= ASSIGNMENT =
Please return the lines below verbatim, beginning at the one that has "the fulfillment tables." and stopping after the one that has "pub fn pool(&self)", and add no other lines.

Data extracted from a collection

──────

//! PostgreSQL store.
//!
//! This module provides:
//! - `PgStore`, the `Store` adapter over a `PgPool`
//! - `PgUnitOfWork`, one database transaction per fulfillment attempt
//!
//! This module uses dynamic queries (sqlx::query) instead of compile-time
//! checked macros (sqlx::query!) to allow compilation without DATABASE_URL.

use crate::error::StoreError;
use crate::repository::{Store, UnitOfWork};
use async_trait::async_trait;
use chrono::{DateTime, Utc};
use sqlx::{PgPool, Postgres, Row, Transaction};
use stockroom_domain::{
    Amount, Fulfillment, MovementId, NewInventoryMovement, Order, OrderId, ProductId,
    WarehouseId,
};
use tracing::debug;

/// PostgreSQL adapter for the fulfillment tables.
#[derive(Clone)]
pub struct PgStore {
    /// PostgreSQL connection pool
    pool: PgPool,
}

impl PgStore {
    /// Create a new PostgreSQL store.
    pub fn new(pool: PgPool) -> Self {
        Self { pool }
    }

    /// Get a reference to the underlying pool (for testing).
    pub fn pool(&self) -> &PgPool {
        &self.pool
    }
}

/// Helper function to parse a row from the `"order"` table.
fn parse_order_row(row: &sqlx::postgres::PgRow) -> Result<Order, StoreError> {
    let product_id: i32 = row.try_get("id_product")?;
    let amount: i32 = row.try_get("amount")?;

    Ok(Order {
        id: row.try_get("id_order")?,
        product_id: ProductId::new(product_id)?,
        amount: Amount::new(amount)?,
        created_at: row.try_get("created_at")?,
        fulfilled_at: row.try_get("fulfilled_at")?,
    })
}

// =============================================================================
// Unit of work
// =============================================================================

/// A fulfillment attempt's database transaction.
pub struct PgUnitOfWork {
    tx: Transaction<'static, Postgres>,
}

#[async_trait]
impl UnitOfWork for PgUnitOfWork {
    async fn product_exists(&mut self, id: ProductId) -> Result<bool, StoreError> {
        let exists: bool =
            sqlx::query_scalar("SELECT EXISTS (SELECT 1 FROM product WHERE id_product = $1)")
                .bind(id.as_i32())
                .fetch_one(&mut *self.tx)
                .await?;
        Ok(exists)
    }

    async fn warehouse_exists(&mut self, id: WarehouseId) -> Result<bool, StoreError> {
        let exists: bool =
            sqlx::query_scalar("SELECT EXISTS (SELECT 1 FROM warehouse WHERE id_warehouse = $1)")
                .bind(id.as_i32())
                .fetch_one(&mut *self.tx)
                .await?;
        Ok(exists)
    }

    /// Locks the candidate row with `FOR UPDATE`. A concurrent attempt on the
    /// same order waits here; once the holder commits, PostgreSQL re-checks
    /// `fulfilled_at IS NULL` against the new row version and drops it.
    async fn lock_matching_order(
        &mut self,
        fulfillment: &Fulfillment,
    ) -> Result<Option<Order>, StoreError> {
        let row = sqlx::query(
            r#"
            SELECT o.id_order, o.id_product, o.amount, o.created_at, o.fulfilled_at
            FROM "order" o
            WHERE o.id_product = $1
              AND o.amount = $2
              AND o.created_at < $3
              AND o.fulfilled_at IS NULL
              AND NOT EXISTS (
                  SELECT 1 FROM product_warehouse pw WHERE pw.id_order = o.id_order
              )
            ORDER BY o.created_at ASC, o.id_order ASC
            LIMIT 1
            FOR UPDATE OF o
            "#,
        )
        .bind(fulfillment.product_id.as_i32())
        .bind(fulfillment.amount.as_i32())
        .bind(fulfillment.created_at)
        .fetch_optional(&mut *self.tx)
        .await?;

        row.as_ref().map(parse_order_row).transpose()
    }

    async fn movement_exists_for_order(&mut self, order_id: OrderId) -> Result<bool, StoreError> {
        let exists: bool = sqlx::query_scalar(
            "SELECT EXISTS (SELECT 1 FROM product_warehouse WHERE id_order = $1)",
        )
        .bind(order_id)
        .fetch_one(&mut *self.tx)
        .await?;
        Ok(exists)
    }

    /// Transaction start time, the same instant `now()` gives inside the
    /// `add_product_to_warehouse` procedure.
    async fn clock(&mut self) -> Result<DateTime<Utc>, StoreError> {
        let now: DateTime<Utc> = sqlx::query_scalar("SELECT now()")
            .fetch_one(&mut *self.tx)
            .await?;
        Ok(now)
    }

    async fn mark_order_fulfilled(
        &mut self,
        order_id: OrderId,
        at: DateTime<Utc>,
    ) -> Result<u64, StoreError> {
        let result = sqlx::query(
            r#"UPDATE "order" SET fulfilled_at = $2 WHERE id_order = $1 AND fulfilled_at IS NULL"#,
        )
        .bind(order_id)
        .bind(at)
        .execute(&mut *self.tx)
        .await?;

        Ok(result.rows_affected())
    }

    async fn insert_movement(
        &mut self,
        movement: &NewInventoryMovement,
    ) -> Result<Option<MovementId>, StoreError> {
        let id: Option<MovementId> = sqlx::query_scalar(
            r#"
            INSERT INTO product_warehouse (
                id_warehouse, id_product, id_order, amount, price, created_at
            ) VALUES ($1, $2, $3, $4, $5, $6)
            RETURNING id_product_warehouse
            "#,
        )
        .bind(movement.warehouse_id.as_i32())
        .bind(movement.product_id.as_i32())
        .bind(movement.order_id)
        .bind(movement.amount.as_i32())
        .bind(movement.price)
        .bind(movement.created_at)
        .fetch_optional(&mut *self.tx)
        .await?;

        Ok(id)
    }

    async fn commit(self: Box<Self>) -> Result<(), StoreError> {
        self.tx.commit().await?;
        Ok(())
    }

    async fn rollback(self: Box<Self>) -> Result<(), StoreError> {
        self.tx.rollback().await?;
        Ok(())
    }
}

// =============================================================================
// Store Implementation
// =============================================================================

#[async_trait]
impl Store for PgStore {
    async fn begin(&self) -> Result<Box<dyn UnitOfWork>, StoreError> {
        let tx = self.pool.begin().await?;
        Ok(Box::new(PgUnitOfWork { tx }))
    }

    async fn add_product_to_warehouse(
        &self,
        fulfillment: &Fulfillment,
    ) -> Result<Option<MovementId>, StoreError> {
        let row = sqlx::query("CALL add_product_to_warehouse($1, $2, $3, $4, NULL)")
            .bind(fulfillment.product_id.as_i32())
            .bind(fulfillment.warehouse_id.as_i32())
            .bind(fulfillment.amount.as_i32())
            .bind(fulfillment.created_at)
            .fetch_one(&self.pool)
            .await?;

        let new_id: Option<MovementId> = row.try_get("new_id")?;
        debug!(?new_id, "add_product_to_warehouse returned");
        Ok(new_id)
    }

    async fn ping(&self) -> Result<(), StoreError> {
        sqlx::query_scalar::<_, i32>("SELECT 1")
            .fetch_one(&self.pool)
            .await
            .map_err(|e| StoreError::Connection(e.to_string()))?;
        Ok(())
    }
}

──────

= SOLUTION FOR THIS TASK =
/// PostgreSQL adapter for the fulfillment tables.
#[derive(Clone)]
pub struct PgStore {
    /// PostgreSQL connection pool
    pool: PgPool,
}

impl PgStore {
    /// Create a new PostgreSQL store.
    pub fn new(pool: PgPool) -> Self {
        Self { pool }
    }

    /// Get a reference to the underlying pool (for testing).
    pub fn pool(&self) -> &PgPool {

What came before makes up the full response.